THE TASK: In the listing below, start your output at the line with "for token in" and end it after the line with "pub struct OperationHandle", copying every line exactly.

INFORMATION GIVEN Block Start

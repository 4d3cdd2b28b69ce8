//! Cooperative cancellation for scans and transfers.
//!
//! Every long operation takes a [`CancelToken`]. The [`CancellationRegistry`]
//! lives at the boundary that starts operations: it hands out an
//! [`OperationHandle`] (id + token) and forgets the entry when the handle drops.

use parking_lot::RwLock;
use std::collections::HashMap;
use std::sync::atomic::{AtomicBool, Ordering};
use std::sync::Arc;
use uuid::Uuid;

use crate::errors::{VaultError, VaultResult};

pub type OperationId = Uuid;

#[derive(Debug, Clone, Default)]
pub struct CancelToken {
    cancelled: Arc<AtomicBool>,
}

impl CancelToken {
    pub fn new() -> Self {
        Self::default()
    }

    pub fn cancel(&self) {
        self.cancelled.store(true, Ordering::SeqCst);
    }

    pub fn is_cancelled(&self) -> bool {
        self.cancelled.load(Ordering::SeqCst)
    }

    /// Suspension-point check: `Err(Cancelled)` once signaled.
    pub fn check(&self) -> VaultResult<()> {
        if self.is_cancelled() {
            Err(VaultError::Cancelled)
        } else {
            Ok(())
        }
    }
}

#[derive(Debug, Default)]
pub struct CancellationRegistry {
    tokens: RwLock<HashMap<OperationId, CancelToken>>,
}

impl CancellationRegistry {
    pub fn new() -> Arc<Self> {
        Arc::new(Self::default())
    }

    /// Registers a fresh operation. The entry is removed when the handle drops.
    pub fn begin(self: &Arc<Self>) -> OperationHandle {
        let id = Uuid::new_v4();
        let token = CancelToken::new();
        self.tokens.write().insert(id, token.clone());
        OperationHandle {
            id,
            token,
            registry: Arc::clone(self),
        }
    }

    pub fn cancel(&self, id: &OperationId) -> bool {
        match self.tokens.read().get(id) {
            Some(token) => {
                token.cancel();
                true
            }
            None => false,
        }
    }

    /// Cancels every in-flight operation, returning how many were signaled.
    pub fn cancel_all(&self) -> usize {
        let tokens = self.tokens.read();
        for token in tokens.values() {
            token.cancel();
        }
        tokens.len()
    }

    pub fn active(&self) -> usize {
        self.tokens.read().len()
    }

    fn finish(&self, id: &OperationId) {
        self.tokens.write().remove(id);
    }
}

/// One registered operation; dropping it deregisters the token.
#[derive(Debug)]
pub struct OperationHandle {
    id: OperationId,
    token: CancelToken,
    registry: Arc<CancellationRegistry>,
}

impl OperationHandle {
    pub fn id(&self) -> OperationId {
        self.id
    }

    pub fn token(&self) -> &CancelToken {
        &self.token
    }
}

impl Drop for OperationHandle {
    fn drop(&mut self) {
        self.registry.finish(&self.id);
    }
}
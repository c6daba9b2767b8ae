//! Envelope Domain - Core assertion types
//!
//! This crate defines the model for asserting JSON API response envelopes:
//! captured responses, the success/error envelope shapes, expected payloads
//! and the failure taxonomy. All types here are pure Rust with no I/O
//! dependencies beyond reading a configuration file.

pub mod config;
pub mod envelope;
pub mod error;
pub mod expectation;
pub mod json;
pub mod response;
pub mod testing;

pub use config::AsserterConfig;
pub use envelope::{Envelope, EnvelopeBuilder, ErrorEnvelope, SuccessEnvelope};
pub use error::{AssertionFailure, AssertionResult, DomainError, DomainResult};
pub use expectation::ExpectedData;
pub use json::{DifferenceKind, JsonDifference, JsonPath};
pub use response::{CapturedResponse, StatusCode};
pub use testing::{CheckOutcome, CheckReport, EnvelopeCheck};
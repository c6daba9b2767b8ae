//! Domain error types

use thiserror::Error;

use crate::json::{JsonDifference, MISSING};
use crate::response::StatusCode;

/// Errors raised while building responses, expectations or configuration.
#[derive(Debug, Error, Clone, PartialEq, Eq)]
pub enum DomainError {
    /// The response body could not be decoded as JSON.
    #[error("invalid JSON body: {0}")]
    InvalidJson(String),

    /// An expectation has an invalid shape.
    #[error("invalid expectation: {0}")]
    InvalidExpectation(String),

    /// The asserter configuration is invalid or malformed.
    #[error("invalid configuration: {0}")]
    InvalidConfig(String),

    /// A configuration file could not be read.
    #[error("I/O error: {0}")]
    Io(String),
}

/// Result type alias for domain operations.
pub type DomainResult<T> = Result<T, DomainError>;

/// Why a captured response failed an envelope assertion.
#[derive(Debug, Error, Clone, PartialEq)]
pub enum AssertionFailure {
    /// The HTTP status code differs from the expected one.
    #[error("expected HTTP status {expected}, got {actual}")]
    StatusMismatch {
        /// Expected status.
        expected: StatusCode,
        /// Status of the captured response.
        actual: StatusCode,
    },

    /// A required envelope key is missing or has the wrong value or type.
    #[error("envelope field `{field}`: expected {expected}, got {actual}")]
    EnvelopeShapeMismatch {
        /// Envelope key, or `$` for the body itself.
        field: String,
        /// What the envelope should contain.
        expected: String,
        /// What was found.
        actual: String,
    },

    /// A field inside `data` differs from the expectation.
    #[error("data mismatch at {path}: expected {expected}, got {actual}")]
    DataMismatch {
        /// Path of the offending field.
        path: String,
        /// Expected value.
        expected: String,
        /// Value found, or `<missing>`.
        actual: String,
    },

    /// The whole body is not equal to the expected document.
    #[error(
        "body does not equal the expected envelope ({} difference(s)):{}",
        .differences.len(),
        render_differences(.differences)
    )]
    BodyMismatch {
        /// Every difference between the expected and the actual body.
        differences: Vec<JsonDifference>,
    },

    /// `error.code` differs from the expected code.
    #[error("expected error code `{expected}`, got {}", render_code(.actual.as_deref()))]
    ErrorCodeMismatch {
        /// Expected error code.
        expected: String,
        /// Code found, if any.
        actual: Option<String>,
    },

    /// The caller asked for a status that is not a valid HTTP status.
    #[error("invalid expected HTTP status: {0}")]
    InvalidExpectedStatus(u16),
}

impl AssertionFailure {
    /// Creates an [`AssertionFailure::EnvelopeShapeMismatch`].
    #[must_use]
    pub fn shape(
        field: impl Into<String>,
        expected: impl Into<String>,
        actual: impl Into<String>,
    ) -> Self {
        Self::EnvelopeShapeMismatch {
            field: field.into(),
            expected: expected.into(),
            actual: actual.into(),
        }
    }

    /// Returns a short name of the failure kind.
    #[must_use]
    pub const fn kind(&self) -> &'static str {
        match self {
            Self::StatusMismatch { .. } => "status_mismatch",
            Self::EnvelopeShapeMismatch { .. } => "envelope_shape_mismatch",
            Self::DataMismatch { .. } => "data_mismatch",
            Self::BodyMismatch { .. } => "body_mismatch",
            Self::ErrorCodeMismatch { .. } => "error_code_mismatch",
            Self::InvalidExpectedStatus(_) => "invalid_expected_status",
        }
    }
}

fn render_differences(differences: &[JsonDifference]) -> String {
    differences.iter().map(|d| format!("\n  {d}")).collect()
}

fn render_code(actual: Option<&str>) -> String {
    actual.map_or_else(|| MISSING.to_string(), |code| format!("`{code}`"))
}

/// Result type alias for envelope checks.
pub type AssertionResult<T> = Result<T, AssertionFailure>;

INFORMATION GIVEN Block End

EXPECTED ANSWER:
        for token in tokens.values() {
            token.cancel();
        }
        tokens.len()
    }

    pub fn active(&self) -> usize {
        self.tokens.read().len()
    }

    fn finish(&self, id: &OperationId) {
        self.tokens.write().remove(id);
    }
}

/// One registered operation; dropping it deregisters the token.
#[derive(Debug)]
pub struct OperationHandle {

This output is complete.